Hay noticias que golpean con una fuerza imposible de describir. Detrás de cada cifra, de cada informe forense y de cada expediente judicial hay vidas que se apagaron, familias destrozadas y un pueblo que intenta encontrar respuestas frente a una tragedia que deja más preguntas que certezas.
La autopsia realizada a los cuerpos de la pareja hallada sin vida el domingo en Piñalito Norte confirmó un desenlace estremecedor. Sandra Beatriz Bilau, de 40 años, murió tras recibir tres disparos de escopeta en la zona abdominal. Dos de esos impactos fueron letales al comprometer órganos vitales, entre ellos un pulmón y el bazo. Durante el examen forense, los médicos extrajeron más de veinte perdigones del cuerpo de la víctima, un dato que refleja la brutalidad del ataque.

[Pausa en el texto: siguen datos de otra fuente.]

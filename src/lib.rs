//! # Aegis Orchestrator
//!
//! The agent orchestration core for a DeFi assistant: classifies and
//! analyses intents, selects and dispatches work to specialised agents
//! through a message router, maintains the registries of agents and
//! blockchain adapters that back them, and exposes the adapter family
//! clients (actionKit, analytics, realtime) those agents call out to.
//!
//! Rendering, voice I/O, model downloading, natural-language intent
//! detection, on-chain transaction signing, durable session storage, and
//! authentication all live outside this crate.

/// Agent trait and behavior contracts backing agents implement.
pub mod agents;
/// Blockchain adapter family clients: actionKit, analytics, realtime.
pub mod adapters;
/// Process-wide configuration loaded from the environment.
pub mod config;
/// System-wide constants shared across modules.
pub mod constants;
/// Error types and the crate-wide `Result` alias.
pub mod error;
/// Fire-and-forget event bus for pipeline lifecycle notifications.
pub mod events;
/// Core data models: intents, agents, adapters, tasks, messages, results.
pub mod models;
/// Orchestration core: intent analysis, agent selection, task pipeline.
pub mod orchestrator;
/// Message routing, priority queues, retries, and concurrency gating.
pub mod router;
/// Agent and adapter registries with health tracking.
pub mod registry;
/// Input validation for intents before they enter the pipeline.
pub mod validation;

pub use error::{OrchestratorError, Result};
pub use orchestrator::Orchestrator;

En tanto, el estudio practicado sobre Edgardo Luis Schott, de 45 años, determinó que falleció como consecuencia de un disparo de escopeta en la cabeza. Su cuerpo fue encontrado colgado en un galpón del mismo predio. Los peritajes establecieron que ambos decesos fueron provocados con la misma arma de fuego.

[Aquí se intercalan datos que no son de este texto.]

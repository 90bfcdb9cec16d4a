use super::health::{tracker_for, HealthTracker};
use crate::config::RegistryConfig;
use crate::error::{OrchestratorError, Result};
use crate::events::{Event, EventBus};
use crate::models::{AdapterFamily, AdapterInstanceRecord, AdapterStatus};
use chrono::Utc;
use std::collections::HashMap;
use std::future::Future;
use std::sync::atomic::{AtomicU32, Ordering};
use std::sync::Arc;
use std::time::Duration;
use tokio::sync::RwLock;
use tokio::task::JoinHandle;
use tracing::{info, warn};

struct Entry {
    record: AdapterInstanceRecord,
    health: Arc<HealthTracker>,
    active_operations: AtomicU32,
}

/// Owns every adapter instance's registration, priority ordering, and
/// health. Mirrors `AgentRegistry`'s role for the adapter side of spec
/// section 6.
pub struct AdapterRegistry {
    entries: Arc<RwLock<HashMap<String, Entry>>>,
    events: EventBus,
    config: RegistryConfig,
    monitor: RwLock<Option<JoinHandle<()>>>,
}

impl AdapterRegistry {
    pub fn new(config: RegistryConfig, events: EventBus) -> Self {
        Self {
            entries: Arc::new(RwLock::new(HashMap::new())),
            events,
            config,
            monitor: RwLock::new(None),
        }
    }

    pub async fn register(&self, record: AdapterInstanceRecord) -> Result<()> {
        let mut entries = self.entries.write().await;
        if entries.contains_key(&record.id) {
            return Err(OrchestratorError::DuplicateId(record.id.clone()));
        }
        let family_count = entries.values().filter(|e| e.record.family == record.family).count();
        if family_count as u32 >= self.config.adapter_config.max_adapters_per_type {
            return Err(OrchestratorError::Validation(format!(
                "{} already has the configured maximum of {} adapter instances",
                record.family.as_str(),
                self.config.adapter_config.max_adapters_per_type
            )));
        }
        info!(adapter_id = %record.id, family = record.family.as_str(), "registering adapter");
        let health = tracker_for(&self.config);
        entries.insert(
            record.id.clone(),
            Entry {
                record,
                health,
                active_operations: AtomicU32::new(0),
            },
        );
        Ok(())
    }

    pub async fn get(&self, adapter_id: &str) -> Option<AdapterInstanceRecord> {
        self.entries.read().await.get(adapter_id).map(|e| e.record.clone())
    }

    pub async fn by_family(&self, family: AdapterFamily) -> Vec<AdapterInstanceRecord> {
        self.entries
            .read()
            .await
            .values()
            .filter(|e| e.record.family == family)
            .map(|e| e.record.clone())
            .collect()
    }

    /// Picks the healthy, under-capacity instance of `family` with the
    /// fewest active operations, breaking ties by least-recently-used
    /// (oldest `last_used` wins). When `adapterConfig.failoverEnabled` is
    /// false, load balancing is skipped entirely: only the single
    /// highest-priority instance is ever considered, and its absence or
    /// unavailability fails the call rather than falling over to another
    /// instance.
    pub async fn select(&self, family: AdapterFamily) -> Result<AdapterInstanceRecord> {
        let entries = self.entries.read().await;
        let cap = self.config.max_operations_per_adapter;
        let not_available = || OrchestratorError::NoAvailable {
            message: format!("no healthy {} adapter under capacity", family.as_str()),
            suggestions: Vec::new(),
        };

        let is_usable = |entry: &&Entry| {
            entry.record.family == family
                && entry.record.status == AdapterStatus::Active
                && entry.record.is_healthy
                && entry.active_operations.load(Ordering::Relaxed) < cap
        };

        if !self.config.adapter_config.failover_enabled {
            let primary = entries
                .values()
                .filter(|e| e.record.family == family)
                .max_by_key(|e| e.record.priority)
                .ok_or_else(not_available)?;
            return if is_usable(&primary) {
                Ok(primary.record.clone())
            } else {
                Err(not_available())
            };
        }

        let mut eligible: Vec<&Entry> = entries.values().filter(is_usable).collect();
        if eligible.is_empty() {
            return Err(not_available());
        }

        let chosen = if self.config.adapter_config.enable_load_balancing {
            eligible
                .into_iter()
                .min_by(|a, b| {
                    a.active_operations
                        .load(Ordering::Relaxed)
                        .cmp(&b.active_operations.load(Ordering::Relaxed))
                        .then_with(|| a.record.last_used.cmp(&b.record.last_used))
                })
                .expect("eligible is non-empty")
        } else {
            eligible.sort_by(|a, b| b.record.priority.cmp(&a.record.priority));
            eligible[0]
        };

        Ok(chosen.record.clone())
    }

    /// RAII-style guard that decrements `active_operations` on drop,
    /// guaranteeing release on success, error, timeout, or panic unwind.
    pub async fn begin_operation(&self, adapter_id: &str) -> Result<OperationGuard> {
        let entries = self.entries.read().await;
        let entry = entries
            .get(adapter_id)
            .ok_or_else(|| OrchestratorError::NoHandler(adapter_id.to_string()))?;
        entry.active_operations.fetch_add(1, Ordering::SeqCst);
        Ok(OperationGuard {
            entries: Arc::clone(&self.entries),
            adapter_id: adapter_id.to_string(),
        })
    }

    pub async fn record_success(&self, adapter_id: &str) -> Result<()> {
        let mut entries = self.entries.write().await;
        let entry = entries
            .get_mut(adapter_id)
            .ok_or_else(|| OrchestratorError::NoHandler(adapter_id.to_string()))?;
        entry.health.record_success().await;
        entry.record.is_healthy = entry.health.is_usable().await;
        entry.record.last_used = Utc::now();
        if entry.record.is_healthy && entry.record.status == AdapterStatus::Error {
            entry.record.status = AdapterStatus::Active;
        }
        Ok(())
    }

    pub async fn record_failure(&self, adapter_id: &str) -> Result<()> {
        let mut entries = self.entries.write().await;
        let entry = entries
            .get_mut(adapter_id)
            .ok_or_else(|| OrchestratorError::NoHandler(adapter_id.to_string()))?;
        entry.health.record_failure().await;
        entry.record.is_healthy = entry.health.is_usable().await;
        if !entry.record.is_healthy {
            entry.record.status = AdapterStatus::Error;
            warn!(adapter_id, "adapter marked error after repeated failures");
            self.events.emit(Event::AdapterError {
                adapter_id: adapter_id.to_string(),
                family: entry.record.family,
                error_code: "ADAPTER_UNHEALTHY".to_string(),
            });
        }
        Ok(())
    }

    /// Spawns the periodic adapter liveness loop (spec section 4.1). Every
    /// `interval`, `prober` is invoked once per distinct registered family
    /// (there is one underlying transport per family, so one liveness call
    /// speaks for every instance of it) bounded by `probe_timeout`; the
    /// outcome is applied to every instance of that family via the same
    /// `record_success`/`record_failure` path the router uses after a real
    /// operation. Calling this again replaces any previously running
    /// monitor.
    pub async fn start_health_monitoring<F, Fut>(self: &Arc<Self>, interval: Duration, probe_timeout: Duration, prober: F)
    where
        F: Fn(AdapterFamily) -> Fut + Send + Sync + 'static,
        Fut: Future<Output = Result<bool>> + Send + 'static,
    {
        self.stop_health_monitoring().await;
        let registry = Arc::clone(self);
        let prober = Arc::new(prober);
        let handle = tokio::spawn(async move {
            let mut ticker = tokio::time::interval(interval);
            loop {
                ticker.tick().await;
                let families: Vec<AdapterFamily> = {
                    let entries = registry.entries.read().await;
                    let mut seen = std::collections::HashSet::new();
                    entries.values().map(|e| e.record.family).filter(|f| seen.insert(*f)).collect()
                };
                for family in families {
                    let probe = (prober)(family);
                    let outcome = tokio::time::timeout(probe_timeout, probe).await;
                    let healthy = matches!(outcome, Ok(Ok(true)));
                    let ids: Vec<String> = {
                        let entries = registry.entries.read().await;
                        entries
                            .values()
                            .filter(|e| e.record.family == family)
                            .map(|e| e.record.id.clone())
                            .collect()
                    };
                    for id in ids {
                        if healthy {
                            registry.record_success(&id).await.ok();
                        } else {
                            registry.record_failure(&id).await.ok();
                        }
                    }
                }
            }
        });
        *self.monitor.write().await = Some(handle);
    }

    pub async fn stop_health_monitoring(&self) {
        if let Some(handle) = self.monitor.write().await.take() {
            handle.abort();
        }
    }

    pub fn config(&self) -> &RegistryConfig {
        &self.config
    }
}

pub struct OperationGuard {
    entries: Arc<RwLock<HashMap<String, Entry>>>,
    adapter_id: String,
}

impl Drop for OperationGuard {
    fn drop(&mut self) {
        let entries = Arc::clone(&self.entries);
        let adapter_id = self.adapter_id.clone();
        tokio::spawn(async move {
            let entries = entries.read().await;
            if let Some(entry) = entries.get(&adapter_id) {
                entry.active_operations.fetch_sub(1, Ordering::SeqCst);
            }
        });
    }
}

Las fuentes vinculadas a la investigación señalaron además que no existían denuncias previas por hechos de violencia entre la pareja. Sin embargo, la Justicia continúa trabajando para reconstruir con precisión la secuencia de los hechos y esclarecer las circunstancias que derivaron en este dramático episodio.
Mientras avanza la investigación, Piñalito Norte permanece sumido en el dolor y el desconcierto. El silencio que hoy envuelve a la comunidad es el reflejo de una tragedia que enluta a familiares, amigos y vecinos, quienes todavía intentan comprender cómo una historia terminó de la manera más desgarradora. La Justicia tendrá la responsabilidad de establecer toda la verdad, mientras el luto y la conmoción marcan a una comunidad que difícilmente olvide este doloroso capítulo.